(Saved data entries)
----------

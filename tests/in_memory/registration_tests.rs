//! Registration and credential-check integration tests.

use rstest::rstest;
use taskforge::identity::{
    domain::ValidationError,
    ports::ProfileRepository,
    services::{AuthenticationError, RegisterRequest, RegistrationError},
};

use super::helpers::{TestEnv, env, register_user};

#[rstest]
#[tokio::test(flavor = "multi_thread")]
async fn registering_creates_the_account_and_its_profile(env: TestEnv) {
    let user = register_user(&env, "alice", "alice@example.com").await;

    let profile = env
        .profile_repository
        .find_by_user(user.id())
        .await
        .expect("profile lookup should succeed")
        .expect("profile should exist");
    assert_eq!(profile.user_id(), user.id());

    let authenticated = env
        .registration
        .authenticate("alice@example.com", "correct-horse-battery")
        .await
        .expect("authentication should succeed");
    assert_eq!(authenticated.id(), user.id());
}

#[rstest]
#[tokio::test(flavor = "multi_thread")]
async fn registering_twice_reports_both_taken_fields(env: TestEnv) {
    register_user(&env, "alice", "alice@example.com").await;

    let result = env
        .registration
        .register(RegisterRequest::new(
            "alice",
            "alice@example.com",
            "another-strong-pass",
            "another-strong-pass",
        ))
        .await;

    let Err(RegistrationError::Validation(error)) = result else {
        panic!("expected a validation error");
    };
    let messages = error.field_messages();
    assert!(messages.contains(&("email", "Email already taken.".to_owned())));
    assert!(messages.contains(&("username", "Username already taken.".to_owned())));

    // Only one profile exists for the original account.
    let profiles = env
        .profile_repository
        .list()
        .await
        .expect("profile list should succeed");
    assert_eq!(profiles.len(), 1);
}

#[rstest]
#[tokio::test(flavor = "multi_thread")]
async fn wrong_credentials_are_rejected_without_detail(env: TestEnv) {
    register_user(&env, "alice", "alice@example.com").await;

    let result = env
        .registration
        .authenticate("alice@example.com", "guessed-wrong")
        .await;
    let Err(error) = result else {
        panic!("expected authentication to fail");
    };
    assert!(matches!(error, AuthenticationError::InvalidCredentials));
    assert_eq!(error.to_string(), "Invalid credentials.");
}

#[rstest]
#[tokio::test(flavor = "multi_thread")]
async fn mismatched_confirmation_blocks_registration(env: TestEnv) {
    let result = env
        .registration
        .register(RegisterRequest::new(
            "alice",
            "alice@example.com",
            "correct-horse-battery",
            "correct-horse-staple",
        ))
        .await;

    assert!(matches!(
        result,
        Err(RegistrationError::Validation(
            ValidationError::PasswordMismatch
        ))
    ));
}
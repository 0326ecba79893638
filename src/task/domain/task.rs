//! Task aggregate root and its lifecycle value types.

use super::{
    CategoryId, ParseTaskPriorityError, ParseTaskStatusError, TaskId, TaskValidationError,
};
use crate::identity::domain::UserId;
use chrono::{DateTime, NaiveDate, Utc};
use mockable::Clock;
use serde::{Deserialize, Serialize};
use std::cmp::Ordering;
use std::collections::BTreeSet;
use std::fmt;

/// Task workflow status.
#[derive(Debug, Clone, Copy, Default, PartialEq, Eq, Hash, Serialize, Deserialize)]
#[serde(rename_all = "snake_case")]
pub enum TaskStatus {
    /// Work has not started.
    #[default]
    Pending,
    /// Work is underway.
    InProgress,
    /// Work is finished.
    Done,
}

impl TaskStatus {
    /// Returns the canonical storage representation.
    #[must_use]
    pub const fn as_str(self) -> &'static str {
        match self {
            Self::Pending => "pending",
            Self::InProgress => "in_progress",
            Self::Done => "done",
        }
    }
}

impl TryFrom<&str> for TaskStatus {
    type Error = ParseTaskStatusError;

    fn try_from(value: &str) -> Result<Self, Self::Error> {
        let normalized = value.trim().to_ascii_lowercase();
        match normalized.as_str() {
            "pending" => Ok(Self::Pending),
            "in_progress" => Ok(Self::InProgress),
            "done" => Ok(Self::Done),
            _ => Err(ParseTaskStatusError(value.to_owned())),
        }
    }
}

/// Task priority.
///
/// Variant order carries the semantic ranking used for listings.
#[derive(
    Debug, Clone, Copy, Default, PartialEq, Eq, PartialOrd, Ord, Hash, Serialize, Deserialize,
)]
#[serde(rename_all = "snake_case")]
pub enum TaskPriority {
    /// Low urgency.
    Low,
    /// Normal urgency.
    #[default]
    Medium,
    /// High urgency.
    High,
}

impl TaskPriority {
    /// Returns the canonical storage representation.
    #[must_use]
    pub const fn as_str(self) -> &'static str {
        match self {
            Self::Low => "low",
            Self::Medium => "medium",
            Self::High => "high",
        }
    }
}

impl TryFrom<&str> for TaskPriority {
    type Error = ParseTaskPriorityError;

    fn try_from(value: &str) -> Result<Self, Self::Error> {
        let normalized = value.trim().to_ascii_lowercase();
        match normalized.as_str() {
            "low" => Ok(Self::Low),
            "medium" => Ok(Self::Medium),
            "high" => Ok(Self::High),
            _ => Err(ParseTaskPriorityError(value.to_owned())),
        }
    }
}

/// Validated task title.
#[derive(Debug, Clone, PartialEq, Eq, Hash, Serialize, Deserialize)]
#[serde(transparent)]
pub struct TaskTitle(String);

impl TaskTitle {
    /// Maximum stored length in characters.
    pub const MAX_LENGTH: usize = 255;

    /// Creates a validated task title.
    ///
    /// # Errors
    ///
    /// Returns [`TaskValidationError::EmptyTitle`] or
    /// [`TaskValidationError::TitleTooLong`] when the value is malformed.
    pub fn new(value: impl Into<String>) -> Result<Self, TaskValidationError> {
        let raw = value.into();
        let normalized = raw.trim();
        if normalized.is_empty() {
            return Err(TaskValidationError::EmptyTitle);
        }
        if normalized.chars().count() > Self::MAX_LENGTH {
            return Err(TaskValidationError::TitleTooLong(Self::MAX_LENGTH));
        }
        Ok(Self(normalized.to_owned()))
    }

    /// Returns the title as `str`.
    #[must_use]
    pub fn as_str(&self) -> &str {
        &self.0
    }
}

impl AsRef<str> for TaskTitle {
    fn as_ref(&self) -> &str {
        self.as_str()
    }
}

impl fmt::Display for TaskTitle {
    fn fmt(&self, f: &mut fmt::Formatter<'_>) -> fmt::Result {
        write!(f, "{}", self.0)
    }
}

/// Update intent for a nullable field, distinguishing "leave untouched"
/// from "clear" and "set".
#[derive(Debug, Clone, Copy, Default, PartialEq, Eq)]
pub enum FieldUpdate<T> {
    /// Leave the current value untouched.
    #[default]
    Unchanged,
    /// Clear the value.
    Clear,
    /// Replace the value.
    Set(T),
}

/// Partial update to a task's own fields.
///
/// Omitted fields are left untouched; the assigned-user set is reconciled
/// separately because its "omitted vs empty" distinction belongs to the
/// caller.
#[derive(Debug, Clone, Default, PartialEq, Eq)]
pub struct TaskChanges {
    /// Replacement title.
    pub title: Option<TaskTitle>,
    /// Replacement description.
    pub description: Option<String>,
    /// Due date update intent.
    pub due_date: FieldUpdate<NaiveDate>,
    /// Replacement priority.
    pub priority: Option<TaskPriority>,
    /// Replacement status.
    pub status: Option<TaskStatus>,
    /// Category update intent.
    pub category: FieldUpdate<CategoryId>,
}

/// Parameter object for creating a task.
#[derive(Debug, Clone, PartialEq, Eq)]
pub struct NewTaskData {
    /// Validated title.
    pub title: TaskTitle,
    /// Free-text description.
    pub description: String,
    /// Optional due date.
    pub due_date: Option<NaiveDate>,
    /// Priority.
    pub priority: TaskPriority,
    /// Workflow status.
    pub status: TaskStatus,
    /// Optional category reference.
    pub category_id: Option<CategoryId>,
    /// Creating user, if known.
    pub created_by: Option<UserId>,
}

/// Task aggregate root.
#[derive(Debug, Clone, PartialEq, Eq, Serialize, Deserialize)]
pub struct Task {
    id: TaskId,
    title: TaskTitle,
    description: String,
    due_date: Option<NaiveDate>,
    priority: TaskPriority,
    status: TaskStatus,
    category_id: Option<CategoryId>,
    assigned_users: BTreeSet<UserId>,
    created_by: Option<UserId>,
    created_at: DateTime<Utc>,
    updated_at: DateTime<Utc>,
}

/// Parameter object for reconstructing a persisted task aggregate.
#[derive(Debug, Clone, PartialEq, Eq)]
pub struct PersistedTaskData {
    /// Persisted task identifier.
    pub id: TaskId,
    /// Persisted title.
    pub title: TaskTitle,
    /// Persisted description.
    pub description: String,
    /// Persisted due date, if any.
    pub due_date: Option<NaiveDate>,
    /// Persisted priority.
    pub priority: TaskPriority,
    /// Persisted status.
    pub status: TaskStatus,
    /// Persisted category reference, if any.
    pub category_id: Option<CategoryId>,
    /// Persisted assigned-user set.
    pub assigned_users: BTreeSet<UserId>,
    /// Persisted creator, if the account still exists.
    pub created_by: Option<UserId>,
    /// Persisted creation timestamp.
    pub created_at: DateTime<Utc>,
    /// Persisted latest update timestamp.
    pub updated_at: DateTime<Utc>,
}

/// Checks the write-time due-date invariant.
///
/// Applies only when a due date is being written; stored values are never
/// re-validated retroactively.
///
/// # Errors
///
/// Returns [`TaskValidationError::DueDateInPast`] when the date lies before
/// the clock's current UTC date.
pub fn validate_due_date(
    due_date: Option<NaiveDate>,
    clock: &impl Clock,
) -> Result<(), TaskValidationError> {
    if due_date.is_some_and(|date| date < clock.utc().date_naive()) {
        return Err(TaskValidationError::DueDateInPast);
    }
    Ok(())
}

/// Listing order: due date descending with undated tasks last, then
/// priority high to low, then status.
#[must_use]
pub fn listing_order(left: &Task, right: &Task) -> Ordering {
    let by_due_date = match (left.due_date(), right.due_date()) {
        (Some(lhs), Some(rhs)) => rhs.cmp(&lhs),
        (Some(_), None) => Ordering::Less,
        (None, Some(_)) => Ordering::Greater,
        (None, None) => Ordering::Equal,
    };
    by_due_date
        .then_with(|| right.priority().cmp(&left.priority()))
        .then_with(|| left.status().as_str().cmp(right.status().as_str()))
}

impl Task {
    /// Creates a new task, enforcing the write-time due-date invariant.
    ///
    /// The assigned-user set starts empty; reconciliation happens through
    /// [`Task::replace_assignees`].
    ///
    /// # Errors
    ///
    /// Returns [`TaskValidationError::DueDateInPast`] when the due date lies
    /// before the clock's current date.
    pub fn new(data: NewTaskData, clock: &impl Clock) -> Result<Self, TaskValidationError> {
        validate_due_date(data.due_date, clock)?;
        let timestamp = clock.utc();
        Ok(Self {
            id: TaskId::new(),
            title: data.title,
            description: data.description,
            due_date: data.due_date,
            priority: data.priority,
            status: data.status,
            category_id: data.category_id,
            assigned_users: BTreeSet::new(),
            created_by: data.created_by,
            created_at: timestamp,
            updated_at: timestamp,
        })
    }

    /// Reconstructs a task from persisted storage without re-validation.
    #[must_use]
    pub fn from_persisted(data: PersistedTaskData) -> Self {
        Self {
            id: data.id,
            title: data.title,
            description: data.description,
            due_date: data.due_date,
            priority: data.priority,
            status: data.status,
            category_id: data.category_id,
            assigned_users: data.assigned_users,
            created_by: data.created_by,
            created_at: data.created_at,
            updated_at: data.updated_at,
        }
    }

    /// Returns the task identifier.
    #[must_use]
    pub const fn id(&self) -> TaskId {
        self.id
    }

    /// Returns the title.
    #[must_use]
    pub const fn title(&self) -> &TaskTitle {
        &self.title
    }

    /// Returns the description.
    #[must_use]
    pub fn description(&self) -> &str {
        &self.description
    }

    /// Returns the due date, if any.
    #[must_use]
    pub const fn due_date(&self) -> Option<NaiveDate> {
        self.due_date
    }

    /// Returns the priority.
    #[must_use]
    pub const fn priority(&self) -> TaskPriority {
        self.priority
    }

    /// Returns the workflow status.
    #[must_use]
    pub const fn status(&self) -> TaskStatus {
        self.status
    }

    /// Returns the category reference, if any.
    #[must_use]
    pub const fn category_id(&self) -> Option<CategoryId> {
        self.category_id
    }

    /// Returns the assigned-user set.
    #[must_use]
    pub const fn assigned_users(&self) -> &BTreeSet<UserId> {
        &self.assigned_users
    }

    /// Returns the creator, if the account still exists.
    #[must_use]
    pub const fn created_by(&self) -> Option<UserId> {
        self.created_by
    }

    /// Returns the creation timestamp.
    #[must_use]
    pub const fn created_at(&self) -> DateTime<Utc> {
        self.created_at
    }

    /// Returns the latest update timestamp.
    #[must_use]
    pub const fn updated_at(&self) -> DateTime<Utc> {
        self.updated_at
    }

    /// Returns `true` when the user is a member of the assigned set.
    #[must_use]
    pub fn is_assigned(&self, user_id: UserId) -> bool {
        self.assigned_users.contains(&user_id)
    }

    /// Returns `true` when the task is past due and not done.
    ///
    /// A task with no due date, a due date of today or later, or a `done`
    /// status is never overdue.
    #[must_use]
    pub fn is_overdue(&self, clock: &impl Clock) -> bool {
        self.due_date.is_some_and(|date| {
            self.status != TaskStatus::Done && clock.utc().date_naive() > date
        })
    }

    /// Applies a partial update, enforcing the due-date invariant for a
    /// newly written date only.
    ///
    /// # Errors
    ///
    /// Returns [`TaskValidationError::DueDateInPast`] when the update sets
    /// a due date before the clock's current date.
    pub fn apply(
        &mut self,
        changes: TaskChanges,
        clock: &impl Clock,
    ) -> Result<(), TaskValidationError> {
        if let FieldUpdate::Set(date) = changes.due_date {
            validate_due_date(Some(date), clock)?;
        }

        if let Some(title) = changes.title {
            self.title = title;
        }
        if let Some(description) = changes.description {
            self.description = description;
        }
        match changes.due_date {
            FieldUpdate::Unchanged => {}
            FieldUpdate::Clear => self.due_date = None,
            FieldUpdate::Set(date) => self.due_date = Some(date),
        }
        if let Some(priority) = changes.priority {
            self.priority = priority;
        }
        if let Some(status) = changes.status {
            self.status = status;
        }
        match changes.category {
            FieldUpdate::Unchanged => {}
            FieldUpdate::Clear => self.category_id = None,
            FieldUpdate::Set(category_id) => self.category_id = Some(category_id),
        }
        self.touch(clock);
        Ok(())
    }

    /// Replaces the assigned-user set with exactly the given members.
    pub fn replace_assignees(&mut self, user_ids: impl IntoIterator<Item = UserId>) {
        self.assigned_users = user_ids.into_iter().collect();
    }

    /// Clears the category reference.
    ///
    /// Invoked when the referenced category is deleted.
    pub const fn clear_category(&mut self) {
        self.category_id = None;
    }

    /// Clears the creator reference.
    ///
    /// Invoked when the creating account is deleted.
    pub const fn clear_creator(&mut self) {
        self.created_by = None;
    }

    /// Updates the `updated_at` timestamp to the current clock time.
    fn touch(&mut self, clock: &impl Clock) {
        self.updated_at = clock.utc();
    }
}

----------

▶ _About this task_
Show every line of the entries above where the word "timestamp" occurs.

▶ _Reply to the exercise_
    /// Persisted creation timestamp.
    /// Persisted latest update timestamp.
        let timestamp = clock.utc();
            created_at: timestamp,
            updated_at: timestamp,
    /// Returns the creation timestamp.
    /// Returns the latest update timestamp.
    /// Updates the `updated_at` timestamp to the current clock time.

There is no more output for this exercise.